Keep to one stretch of the data below, the lines from the one with "by the service." up to and including the one with "a client for", and return that stretch exactly.

DATA EXTRACTS START

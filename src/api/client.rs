//! `ConversationApi` trait and the HTTP implementation, `TavusClient`.
//!
//! `TavusClient` posts a [`ConversationRequest`] to
//! `{base_url}/v2/conversations` with the API key in the `x-api-key` header.
//! The base URL comes from [`ApiConfig`].  Requests are sent once; retrying
//! is up to the caller.

use async_trait::async_trait;
use serde::{Deserialize, Serialize};

use crate::api::error::{classify_error, ApiError};
use crate::api::payload::ConversationRequest;
use crate::config::{ApiConfig, FixedConfig, Settings};

// ---------------------------------------------------------------------------
// Conversation
// ---------------------------------------------------------------------------

/// A conversation record as returned by the service.
///
/// Only the fields the app displays are typed; everything else is kept in
/// `extra`.
#[derive(Debug, Clone, Default, PartialEq, Serialize, Deserialize)]
pub struct Conversation {
    #[serde(default)]
    pub conversation_id: Option<String>,
    #[serde(default)]
    pub conversation_name: Option<String>,
    /// Join URL for the video call.
    #[serde(default)]
    pub conversation_url: Option<String>,
    #[serde(default)]
    pub status: Option<String>,
    #[serde(default)]
    pub replica_id: Option<String>,
    #[serde(default)]
    pub persona_id: Option<String>,
    #[serde(default)]
    pub created_at: Option<String>,
    #[serde(flatten)]
    pub extra: serde_json::Map<String, serde_json::Value>,
}

// ---------------------------------------------------------------------------
// ConversationApi trait
// ---------------------------------------------------------------------------

/// Creates conversations on the remote service.
///
/// Implementors must be `Send + Sync` so they can be shared with the session
/// worker as `Arc<dyn ConversationApi>`.
///
/// # Arguments
/// * `settings` – Snapshot of the user settings taken when the user clicked.
/// * `token`    – API key; validated by the caller.
#[async_trait]
pub trait ConversationApi: Send + Sync {
    async fn create_conversation(
        &self,
        settings: &Settings,
        token: &str,
    ) -> Result<Conversation, ApiError>;
}

// ---------------------------------------------------------------------------
// TavusClient
// ---------------------------------------------------------------------------

pub struct TavusClient {
    client: reqwest::Client,
    endpoint: String,
    fixed: FixedConfig,
}

impl TavusClient {
    /// Build a client for the service at `config.base_url`.
    pub fn from_config(config: &ApiConfig) -> Self {
        Self::with_fixed(config, FixedConfig::TRAINING)
    }

    /// Build a client that sends the given trainer text.
    pub fn with_fixed(config: &ApiConfig, fixed: FixedConfig) -> Self {
        let endpoint = format!(
            "{}/v2/conversations",
            config.base_url.trim_end_matches('/')
        );
        Self {
            client: reqwest::Client::new(),
            endpoint,
            fixed,
        }
    }

    /// Full URL requests are posted to.
    pub fn endpoint(&self) -> &str {
        &self.endpoint
    }

    async fn send(&self, request: &ConversationRequest, token: &str) -> Result<Conversation, ApiError> {
        let response = self
            .client
            .post(&self.endpoint)
            .header("x-api-key", token)
            .json(request)
            .send()
            .await?;

        let status = response.status();
        let body = response.text().await?;
        log::info!("API response status: {}", status.as_u16());
        log::debug!("API response body: {body}");

        if !status.is_success() {
            return Err(classify_error(status.as_u16(), &body));
        }

        serde_json::from_str(&body).map_err(|e| ApiError::Parse(e.to_string()))
    }
}

#[async_trait]
impl ConversationApi for TavusClient {
    async fn create_conversation(
        &self,
        settings: &Settings,
        token: &str,
    ) -> Result<Conversation, ApiError> {
        log::info!("Creating conversation with settings: {settings:?}");
        log::debug!(
            "Requested persona_id: {:?}, replica_id: {:?}",
            settings.persona,
            settings.replica
        );

        let request = ConversationRequest::build(settings, &self.fixed);
        match serde_json::to_string_pretty(&request) {
            Ok(json) => log::debug!("Sending payload to API: {json}"),
            Err(e) => log::debug!("Payload not printable: {e}"),
        }

        let result = self.send(&request, token).await;
        if let Err(ref e) = result {
            log::error!("Error creating conversation: {e}");
        }
        result
    }
}

// ---------------------------------------------------------------------------
// Tests
// ---------------------------------------------------------------------------

#[cfg(test)]
mod tests {
    use super::*;
    use tokio::io::{AsyncReadExt, AsyncWriteExt};
    use tokio::net::TcpListener;

    /// Serve exactly one HTTP request with a canned response and hand the raw
    /// request text back through the join handle.
    async fn one_shot_server(
        status_line: &'static str,
        body: &'static str,
    ) -> (String, tokio::task::JoinHandle<String>) {
        let listener = TcpListener::bind("127.0.0.1:0").await.unwrap();
        let addr = listener.local_addr().unwrap();

        let handle = tokio::spawn(async move {
            let (mut socket, _) = listener.accept().await.unwrap();
            let mut raw = Vec::new();
            let mut buf = [0u8; 4096];
            loop {
                let n = socket.read(&mut buf).await.unwrap();
                if n == 0 {
                    break;
                }
                raw.extend_from_slice(&buf[..n]);
                if request_complete(&raw) {
                    break;
                }
            }
            let response = format!(
                "HTTP/1.1 {status_line}\r\nContent-Type: application/json\r\nContent-Length: {}\r\nConnection: close\r\n\r\n{body}",
                body.len()
            );
            socket.write_all(response.as_bytes()).await.unwrap();
            socket.shutdown().await.unwrap();
            String::from_utf8_lossy(&raw).into_owned()
        });

        (format!("http://{addr}"), handle)
    }

    fn request_complete(raw: &[u8]) -> bool {
        let text = String::from_utf8_lossy(raw);
        let Some(header_end) = text.find("\r\n\r\n") else {
            return false;
        };
        let content_length = text[..header_end]
            .lines()
            .find_map(|line| {
                let (name, value) = line.split_once(':')?;
                name.eq_ignore_ascii_case("content-length")
                    .then(|| value.trim().parse::<usize>().ok())
                    .flatten()
            })
            .unwrap_or(0);
        raw.len() >= header_end + 4 + content_length
    }

    fn client_for(base_url: String) -> TavusClient {
        TavusClient::from_config(&ApiConfig { base_url })
    }

    fn replica_only() -> Settings {
        Settings {
            language: "fr".into(),
            interrupt_sensitivity: "medium".into(),
            persona: String::new(),
            replica: "rb123".into(),
        }
    }

    #[test]
    fn endpoint_appends_path_once() {
        let client = client_for("https://tavusapi.com/".into());
        assert_eq!(client.endpoint(), "https://tavusapi.com/v2/conversations");
    }

    /// Verify that `TavusClient` is object-safe (usable as `dyn ConversationApi`).
    #[test]
    fn client_is_object_safe() {
        let api: Box<dyn ConversationApi> = Box::new(client_for("http://localhost".into()));
        drop(api);
    }

    #[tokio::test]
    async fn success_returns_conversation_and_sends_key() {
        let (base, server) = one_shot_server(
            "200 OK",
            r#"{"conversation_id":"c1","conversation_url":"https://tavus.daily.co/c1","status":"active","callback_url":null}"#,
        )
        .await;

        let conversation = client_for(base)
            .create_conversation(&replica_only(), "secret-key")
            .await
            .expect("conversation");

        assert_eq!(conversation.conversation_id.as_deref(), Some("c1"));
        assert_eq!(
            conversation.conversation_url.as_deref(),
            Some("https://tavus.daily.co/c1")
        );
        assert!(conversation.extra.contains_key("callback_url"));

        let request = server.await.unwrap();
        let lower = request.to_ascii_lowercase();
        assert!(request.starts_with("POST /v2/conversations "));
        assert!(lower.contains("x-api-key: secret-key"));
        assert!(lower.contains("content-type: application/json"));
        assert!(request.contains(r#""replica_id":"rb123""#));
        assert!(request.contains(r#""language":"fr""#));
        assert!(!request.contains("persona_id"));
    }

    #[tokio::test]
    async fn schema_error_surfaces_configuration_message() {
        let (base, server) =
            one_shot_server("400 Bad Request", r#"{"_schema":["replica_id invalid"]}"#).await;

        let err = client_for(base)
            .create_conversation(&replica_only(), "secret-key")
            .await
            .unwrap_err();

        assert!(err
            .to_string()
            .contains("Configuration Error: replica_id invalid"));
        server.await.unwrap();
    }

    #[tokio::test]
    async fn generic_error_carries_status() {
        let (base, server) =
            one_shot_server("401 Unauthorized", r#"{"message":"Invalid access token"}"#).await;

        let err = client_for(base)
            .create_conversation(&Settings::default(), "bad-key")
            .await
            .unwrap_err();

        assert_eq!(
            err.to_string(),
            "HTTP error! status: 401, message: Invalid access token"
        );
        server.await.unwrap();
    }

    #[tokio::test]
    async fn unparseable_success_body_is_parse_error() {
        let (base, server) = one_shot_server("200 OK", "not json").await;

        let err = client_for(base)
            .create_conversation(&Settings::default(), "key")
            .await
            .unwrap_err();

        assert!(matches!(err, ApiError::Parse(_)));
        server.await.unwrap();
    }

    #[tokio::test]
    async fn non_object_success_body_is_parse_error() {
        for body in ["null", "[]"] {
            let (base, server) = one_shot_server("200 OK", body).await;

            let err = client_for(base)
                .create_conversation(&Settings::default(), "key")
                .await
                .unwrap_err();

            assert!(matches!(err, ApiError::Parse(_)), "body {body}: {err:?}");
            server.await.unwrap();
        }
    }

    #[tokio::test]
    async fn connection_refused_is_request_error() {
        // Bind then drop to get a port nothing listens on.
        let listener = TcpListener::bind("127.0.0.1:0").await.unwrap();
        let addr = listener.local_addr().unwrap();
        drop(listener);

        let err = client_for(format!("http://{addr}"))
            .create_conversation(&Settings::default(), "key")
            .await
            .unwrap_err();

        assert!(matches!(err, ApiError::Request(_)));
    }
}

DATA EXTRACTS END

SOLUTION TO THE PROBLEM →
/// A conversation record as returned by the service.
///
/// Only the fields the app displays are typed; everything else is kept in
/// `extra`.
#[derive(Debug, Clone, Default, PartialEq, Serialize, Deserialize)]
pub struct Conversation {
    #[serde(default)]
    pub conversation_id: Option<String>,
    #[serde(default)]
    pub conversation_name: Option<String>,
    /// Join URL for the video call.
    #[serde(default)]
    pub conversation_url: Option<String>,
    #[serde(default)]
    pub status: Option<String>,
    #[serde(default)]
    pub replica_id: Option<String>,
    #[serde(default)]
    pub persona_id: Option<String>,
    #[serde(default)]
    pub created_at: Option<String>,
    #[serde(flatten)]
    pub extra: serde_json::Map<String, serde_json::Value>,
}

// ---------------------------------------------------------------------------
// ConversationApi trait
// ---------------------------------------------------------------------------

/// Creates conversations on the remote service.
///
/// Implementors must be `Send + Sync` so they can be shared with the session
/// worker as `Arc<dyn ConversationApi>`.
///
/// # Arguments
/// * `settings` – Snapshot of the user settings taken when the user clicked.
/// * `token`    – API key; validated by the caller.
#[async_trait]
pub trait ConversationApi: Send + Sync {
    async fn create_conversation(
        &self,
        settings: &Settings,
        token: &str,
    ) -> Result<Conversation, ApiError>;
}

// ---------------------------------------------------------------------------
// TavusClient
// ---------------------------------------------------------------------------

pub struct TavusClient {
    client: reqwest::Client,
    endpoint: String,
    fixed: FixedConfig,
}

impl TavusClient {
    /// Build a client for the service at `config.base_url`.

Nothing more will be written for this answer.